Blue Gene to bridge petaflop performance

A faster supercomputer – 1,000 times more powerful than Deep Blue and about 2 million times faster than today’s desktop PCs – is the lofty goal of a new research project at IBM Corp.

Nicknamed “Blue Gene” because it will be used primarily to study complex human proteins, the computer will be capable of more than one quadrillion operations per second ( one petaflop), according to IBM.

Following Moore’s Law, a petaflop-scale computer is still 15 years in the future, but IBM plans to do it in about five with Blue Gene. This will be possible thanks to a new approach to computer design and a radically simplified architecture, said Dr. Dennis Newns, a researcher specializing in molecular dynamics at IBM’s T.J. Watson Research Center in Yorktown Heights, N.Y.

“There are really two ways in which this architecture is spectacularly simple. One is that the instruction set used in the processes is a very short one – only 15 instructions,” he said.

“The second way is that there is only one type of chip in the computer, apart from power supplies. So it’s just a large array of one single kind of chip, and these chips are connected by high-bandwidth links.”

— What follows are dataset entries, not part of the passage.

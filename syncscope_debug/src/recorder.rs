// Copyright 2026 the Syncscope Authors
// SPDX-License-Identifier: Apache-2.0 OR MIT

//! In-memory event recording.
//!
//! [`RecorderSink`] implements [`TraceSink`] and keeps an owned copy of every
//! event, so a test or a debug overlay can inspect what a scope reported
//! after the fact.

use syncscope_core::trace::{
    ConnectorEvent, ConnectorEventKind, ConnectorLabel, DiagnosticLevel, ScopeEvent, TraceSink,
};

/// Owned copy of a [`ConnectorLabel`].
#[derive(Clone, Debug, PartialEq, Eq, Hash)]
pub struct RecordedLabel {
    /// Diagnostic type name.
    pub name: String,
    /// Client-visible identifier.
    pub id: String,
}

impl From<&ConnectorLabel<'_>> for RecordedLabel {
    fn from(label: &ConnectorLabel<'_>) -> Self {
        Self {
            name: label.name.to_owned(),
            id: label.id.to_owned(),
        }
    }
}

/// A recorded event.
#[derive(Clone, Debug, PartialEq, Eq)]
pub enum RecordedEvent {
    /// A [`ConnectorEvent`].
    Connector {
        /// What happened.
        kind: ConnectorEventKind,
        /// The connector it happened to.
        connector: RecordedLabel,
        /// The connector's parent, if any.
        parent: Option<RecordedLabel>,
    },
    /// A [`ScopeEvent`].
    Scope(ScopeEvent),
}

impl RecordedEvent {
    /// Returns the severity of the event.
    #[must_use]
    pub fn level(&self) -> DiagnosticLevel {
        match self {
            Self::Connector { kind, .. } => kind.level(),
            Self::Scope(e) => e.level(),
        }
    }

    /// Returns a short kebab-case label for the event kind.
    #[must_use]
    pub fn kind_str(&self) -> &'static str {
        match self {
            Self::Connector { kind, .. } => kind.as_str(),
            Self::Scope(e) => e.kind.as_str(),
        }
    }
}

impl From<&ConnectorEvent<'_>> for RecordedEvent {
    fn from(e: &ConnectorEvent<'_>) -> Self {
        Self::Connector {
            kind: e.kind,
            connector: RecordedLabel::from(&e.connector),
            parent: e.parent.as_ref().map(RecordedLabel::from),
        }
    }
}

/// A [`TraceSink`] that stores every event.
#[derive(Debug, Default)]
pub struct RecorderSink {
    events: Vec<RecordedEvent>,
}

impl RecorderSink {
    /// Creates an empty recorder.
    #[must_use]
    pub fn new() -> Self {
        Self::default()
    }

    /// Returns the recorded events in emission order.
    #[must_use]
    pub fn events(&self) -> &[RecordedEvent] {
        &self.events
    }

    /// Consumes the recorder and returns the recorded events.
    #[must_use]
    pub fn into_events(self) -> Vec<RecordedEvent> {
        self.events
    }

    /// Discards everything recorded so far.
    pub fn clear(&mut self) {
        self.events.clear();
    }

    /// Returns the kinds of all recorded connector events, in order.
    #[must_use]
    pub fn connector_kinds(&self) -> Vec<ConnectorEventKind> {
        self.events
            .iter()
            .filter_map(|e| match e {
                RecordedEvent::Connector { kind, .. } => Some(*kind),
                RecordedEvent::Scope(_) => None,
            })
            .collect()
    }

    /// Returns the identifiers of connectors that received `kind` events.
    #[must_use]
    pub fn ids_for(&self, kind: ConnectorEventKind) -> Vec<&str> {
        self.events
            .iter()
            .filter_map(|e| match e {
                RecordedEvent::Connector {
                    kind: k, connector, ..
                } if *k == kind => Some(connector.id.as_str()),
                _ => None,
            })
            .collect()
    }

    /// Returns the recorded scope events, in order.
    #[must_use]
    pub fn scope_events(&self) -> Vec<ScopeEvent> {
        self.events
            .iter()
            .filter_map(|e| match e {
                RecordedEvent::Scope(s) => Some(*s),
                RecordedEvent::Connector { .. } => None,
            })
            .collect()
    }
}

impl TraceSink for RecorderSink {
    fn on_connector(&mut self, e: &ConnectorEvent<'_>) {
        self.events.push(RecordedEvent::from(e));
    }

    fn on_scope(&mut self, e: &ScopeEvent) {
        self.events.push(RecordedEvent::Scope(*e));
    }
}
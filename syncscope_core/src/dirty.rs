// Copyright 2026 the Syncscope Authors
// SPDX-License-Identifier: Apache-2.0 OR MIT

//! Dirty tracking for connector synchronization.
//!
//! A connector is *dirty* when its server-side state changed since the last
//! synchronization pass and must be re-sent to the client. [`DirtySet`] is a
//! plain membership set keyed by connector handle: no ordering, no
//! multiplicity, no reasons.
//!
//! # Subtree propagation
//!
//! [`mark_subtree_dirty`] walks a hierarchy depth-first in pre-order and
//! marks every node it visits. A node whose visibility test fails is still
//! marked, but its descendants are not visited: an invisible component
//! reports its own state, while the state of its children is irrelevant to
//! the client until the subtree is shown again.
//!
//! The dirty set may contain connectors that have since become invisible.
//! Filtering the output of a pass by visibility is the serializer's job.

use alloc::collections::BTreeSet;
use alloc::vec::Vec;

/// The set of connectors pending re-synchronization.
#[derive(Clone, Debug)]
pub struct DirtySet<K> {
    keys: BTreeSet<K>,
}

impl<K> Default for DirtySet<K> {
    fn default() -> Self {
        Self {
            keys: BTreeSet::new(),
        }
    }
}

impl<K: Copy + Ord> DirtySet<K> {
    /// Creates an empty dirty set.
    #[must_use]
    pub fn new() -> Self {
        Self::default()
    }

    /// Marks `key` dirty. Returns `true` if it was clean before.
    pub fn mark(&mut self, key: K) -> bool {
        self.keys.insert(key)
    }

    /// Marks `key` clean. Returns `true` if it was dirty before.
    pub fn unmark(&mut self, key: K) -> bool {
        self.keys.remove(&key)
    }

    /// Marks every connector clean, returning how many were dirty.
    pub fn clear(&mut self) -> usize {
        let count = self.keys.len();
        self.keys.clear();
        count
    }

    /// Removes and returns every dirty connector.
    pub fn take(&mut self) -> Vec<K> {
        core::mem::take(&mut self.keys).into_iter().collect()
    }

    /// Returns whether `key` is dirty.
    #[must_use]
    pub fn contains(&self, key: K) -> bool {
        self.keys.contains(&key)
    }

    /// Returns the number of dirty connectors.
    #[must_use]
    pub fn len(&self) -> usize {
        self.keys.len()
    }

    /// Returns whether no connector is dirty.
    #[must_use]
    pub fn is_empty(&self) -> bool {
        self.keys.is_empty()
    }

    /// Iterates over the dirty connectors.
    ///
    /// The order is unspecified.
    pub fn iter(&self) -> impl Iterator<Item = K> + '_ {
        self.keys.iter().copied()
    }
}

impl<K: Copy + Ord> Extend<K> for DirtySet<K> {
    fn extend<I: IntoIterator<Item = K>>(&mut self, iter: I) {
        self.keys.extend(iter);
    }
}

/// Marks `from` and its reachable descendants, pruning at invisible nodes.
///
/// `is_visible` answers the visibility test for a node, `children`
/// enumerates its direct children, and `mark` is called once for every
/// visited node, parents before children. Children of a node that fails the
/// visibility test are never enumerated.
///
/// The hierarchy must be acyclic.
pub fn mark_subtree_dirty<K, V, C, I, M>(from: K, is_visible: &V, children: &C, mark: &mut M)
where
    K: Copy,
    V: Fn(K) -> bool,
    C: Fn(K) -> I,
    I: IntoIterator<Item = K>,
    M: FnMut(K),
{
    mark(from);
    if !is_visible(from) {
        return;
    }
    for child in children(from) {
        mark_subtree_dirty(child, is_visible, children, mark);
    }
}
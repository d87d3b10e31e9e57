//! The worker body: an opaque, cooperatively cancellable unit of work.

use std::any::Any;
use std::future::Future;

use tokio::task::JoinError;
use tokio_util::sync::CancellationToken;

use crate::errors::WorkerError;
use crate::models::Fault;

/// A long-running task managed by the lifecycle controller.
///
/// Implementations must check `scope` periodically and return promptly once
/// it is cancelled, either with `Ok(())` or [`WorkerError::Cancelled`].
pub trait Worker: Send + 'static {
    fn run(
        self,
        scope: CancellationToken,
    ) -> impl Future<Output = Result<(), WorkerError>> + Send + 'static;
}

/// Adapter turning a closure into a [`Worker`]. See [`worker_fn`].
pub struct FnWorker<F>(F);

/// Build a [`Worker`] from a closure receiving the cancellation scope.
pub fn worker_fn<F, Fut>(f: F) -> FnWorker<F>
where
    F: FnOnce(CancellationToken) -> Fut + Send + 'static,
    Fut: Future<Output = Result<(), WorkerError>> + Send + 'static,
{
    FnWorker(f)
}

impl<F, Fut> Worker for FnWorker<F>
where
    F: FnOnce(CancellationToken) -> Fut + Send + 'static,
    Fut: Future<Output = Result<(), WorkerError>> + Send + 'static,
{
    fn run(
        self,
        scope: CancellationToken,
    ) -> impl Future<Output = Result<(), WorkerError>> + Send + 'static {
        (self.0)(scope)
    }
}

/// How a worker run ended, as observed by the controller.
#[derive(Debug, Clone)]
pub enum Completion {
    /// Returned `Ok(())`.
    Finished,
    /// Observed cancellation, or the task was aborted.
    Cancelled,
    /// Returned a fault or panicked.
    Faulted(Fault),
}

impl Completion {
    /// Classify the joined result of a spawned worker task.
    pub fn from_join(result: Result<Result<(), WorkerError>, JoinError>) -> Self {
        match result {
            Ok(Ok(())) => Self::Finished,
            Ok(Err(WorkerError::Cancelled)) => Self::Cancelled,
            Ok(Err(WorkerError::Fault(e))) => Self::Faulted(Fault::new(e)),
            Err(e) if e.is_cancelled() => Self::Cancelled,
            Err(e) => {
                let message = panic_message(e.into_panic().as_ref());
                Self::Faulted(Fault::new(anyhow::anyhow!("worker panicked: {message}")))
            }
        }
    }
}

/// Best-effort text of a panic payload.
pub(crate) fn panic_message(payload: &(dyn Any + Send)) -> String {
    if let Some(s) = payload.downcast_ref::<&str>() {
        (*s).to_string()
    } else if let Some(s) = payload.downcast_ref::<String>() {
        s.clone()
    } else {
        "<non-string panic payload>".to_string()
    }
}
#[tokio::test]
async fn test_redundant_cancellation_runs_cleanup_once() {
    let host = Arc::new(ConsoleHost::new());
    let first_ticks = Arc::new(AtomicU32::new(0));
    let seen = first_ticks.clone();
    let controller = controller(&host, &fast_config()).with_cleanup_hook(Arc::new(
        move |_reason: &warden_core::ExitReason, n, _total| {
            if n == 1 {
                seen.fetch_add(1, Ordering::SeqCst);
            }
        },
    ));
    let status = controller.status();
    let adapter = controller.signal_adapter();

    let run = tokio::spawn(controller.run(looping_worker(Arc::new(AtomicBool::new(false)))));
    wait_for_state(&status, LifecycleState::Running).await;

    let mut threads = Vec::new();
    for i in 0..8 {
        let host = host.clone();
        let adapter = adapter.clone();
        threads.push(std::thread::spawn(move || {
            if i % 4 == 0 {
                assert!(adapter.handle(ConsoleEvent::Close));
            } else {
                host.request_stop();
                host.stopping_token().cancel();
            }
        }));
    }

    let reason = run.await.unwrap().unwrap();
    for t in threads {
        t.join().unwrap();
    }

    assert!(matches!(reason.kind(), ExitKind::UserCancel | ExitKind::Close));
    assert_eq!(first_ticks.load(Ordering::SeqCst), 1);
    assert!(status.is_cleanup_done());
}

#[tokio::test]
async fn test_fault_while_draining_keeps_latched_reason() {
    let host = Arc::new(ConsoleHost::new());
    let controller = controller(&host, &fast_config());
    let status = controller.status();

    let run = tokio::spawn(controller.run(worker_fn(|scope: CancellationToken| async move {
        scope.cancelled().await;
        Err(WorkerError::Fault(anyhow::anyhow!("failed while stopping")))
    })));
    wait_for_state(&status, LifecycleState::Running).await;

    host.request_stop();
    let reason = run.await.unwrap().unwrap();
    assert_eq!(reason.kind(), ExitKind::UserCancel);
    assert!(status.is_cleanup_done());
}
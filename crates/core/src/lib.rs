//! warden core library.
//!
//! This crate provides the shutdown coordination machinery for a
//! console-hosted background worker: the first-writer-wins exit state, the
//! OS signal adapter, the lifecycle controller state machine, the bounded
//! cleanup sequencer, and the host and worker abstractions they plug into.

pub mod cleanup;
pub mod config;
pub mod errors;
pub mod exit_state;
pub mod host;
pub mod lifecycle;
pub mod models;
pub mod signals;
pub mod worker;

// Re-exports for convenience.
pub use config::AppConfig;
pub use exit_state::ExitState;
pub use host::{ConsoleHost, HostLifetime};
pub use lifecycle::{LifecycleController, LifecycleStatus};
pub use models::{ExitKind, ExitReason, Fault, LifecycleState};
pub use worker::{worker_fn, Worker};

/// Re-exported so workers can name the scope type without a direct
/// `tokio-util` dependency.
pub use tokio_util::sync::CancellationToken;
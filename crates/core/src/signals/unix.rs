//! Unix delivery: SIGHUP and SIGTERM, handed to a blocking thread.

use tokio::signal::unix::{signal, SignalKind};
use tokio::task::JoinHandle;
use tracing::{info, warn};

use super::{dispatch, ConsoleEvent};
use crate::errors::SignalError;

/// Start listening for termination signals on behalf of registration
/// `generation`.
///
/// SIGINT is deliberately not captured here; it belongs to the host.
pub(super) fn listen(generation: u64) -> Result<JoinHandle<()>, SignalError> {
    let mut hangup = signal(SignalKind::hangup())?;
    let mut terminate = signal(SignalKind::terminate())?;

    Ok(tokio::spawn(async move {
        loop {
            let event = tokio::select! {
                Some(()) = hangup.recv() => {
                    info!("received SIGHUP");
                    ConsoleEvent::Close
                }
                Some(()) = terminate.recv() => {
                    info!("received SIGTERM");
                    ConsoleEvent::Shutdown
                }
                else => break,
            };

            // The adapter parks the thread until cleanup is done, so it must
            // not run on a runtime worker.
            match tokio::task::spawn_blocking(move || dispatch(event, Some(generation))).await {
                Ok(true) => {}
                Ok(false) => warn!(%event, "signal was not handled by any adapter"),
                Err(e) => warn!(%event, error = %e, "signal dispatch thread failed"),
            }
        }
    }))
}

According to Newns, Blue Gene uses a Processor in Memory (PIN) design, in which the same chip houses both the processors and the memory. There will be about 32,000 chips used in the computer and “since there are 30 processors per chip – that’s a million processors all together,” he said.

“So this type of design, with the memory on the chip, eliminates a lot of the complication that you have in a regular computer architecture. It is possible to carry out all the functions that a conventional computer can carry out, just with one type of chip.”

The computer’s architecture has been dubbed SMASH, which stands for simple, many and self-healing, he said.

” We plan that the program will identify [defective chips] and simply route them out of the system during the course of the run.”

IBM’s US$100 million initiative is comprised of three main groups of researchers: programmers; molecular dynamics specialists, who study scientific modelling and coding required to describe movement of atoms; and geneticists, Newns said.

Blue Gene will be initially used to model the folding of human proteins, which is expected to ultimately give medical researchers better understanding of gene mutations and diseases.

“Up to now, the mechanics of protein folding has been very difficult to research because there was no computer anywhere near powerful enough to follow the process,” Newns said.

Protein folding occurs on an atomic level and only takes about a millisecond, he said. “So only by modelling it on a computer can you understand the dynamics of these kinds of processes.”

Today, computer simulation of folded proteins is being done, but the process usually takes a year or more for a typical protein simulation. At the current rate, understanding the full range of human proteins and their functions would take more than a century, Newns said.

Dr. Leo Spyracopoulos, assistant professor of Biology at the University of Alberta in Edmonton, explained why genetic research is very compute-intensive, both from a storage and a speed perspective.

“The typical protein might have thousands of atoms. So the computer has to keep track of all these coordinates. They all have velocities, they all have masses, they are all surrounded by other charges. So typically, it’s a really difficult problem to try to tackle.”

He said a computer robust enough to eventually map the primary sequence of proteins in order to foresee what kind of structure they would take “would be an extremely powerful tool.”

IBM is hoping that concepts learned with the research project will also improve overall future computer performance and architectures.

Rich Partridge, vice-president of parallel open systems hardware with Port Chester, N.Y.- based D.H. Brown Associates Inc., said one reason Blue Gene will be “screamingly fast” compared to traditional computers is because it doesn’t make any operational trade-offs for speed.

“The fact that [IBM] offloads certain general purpose functions to the front end is not strange and unnatural. In fact, it’s likely to be the way future platforms [may be built],” he said.

IBM’s Newns agrees. “People have essentially operated with [computer] architectures roughly constant, and simply have gained a free ride on the improvement of every generation of chips. Whereas now we’re foreseeing, somewhere in the 10-year timescale perhaps, a future in which this may no longer be the case.”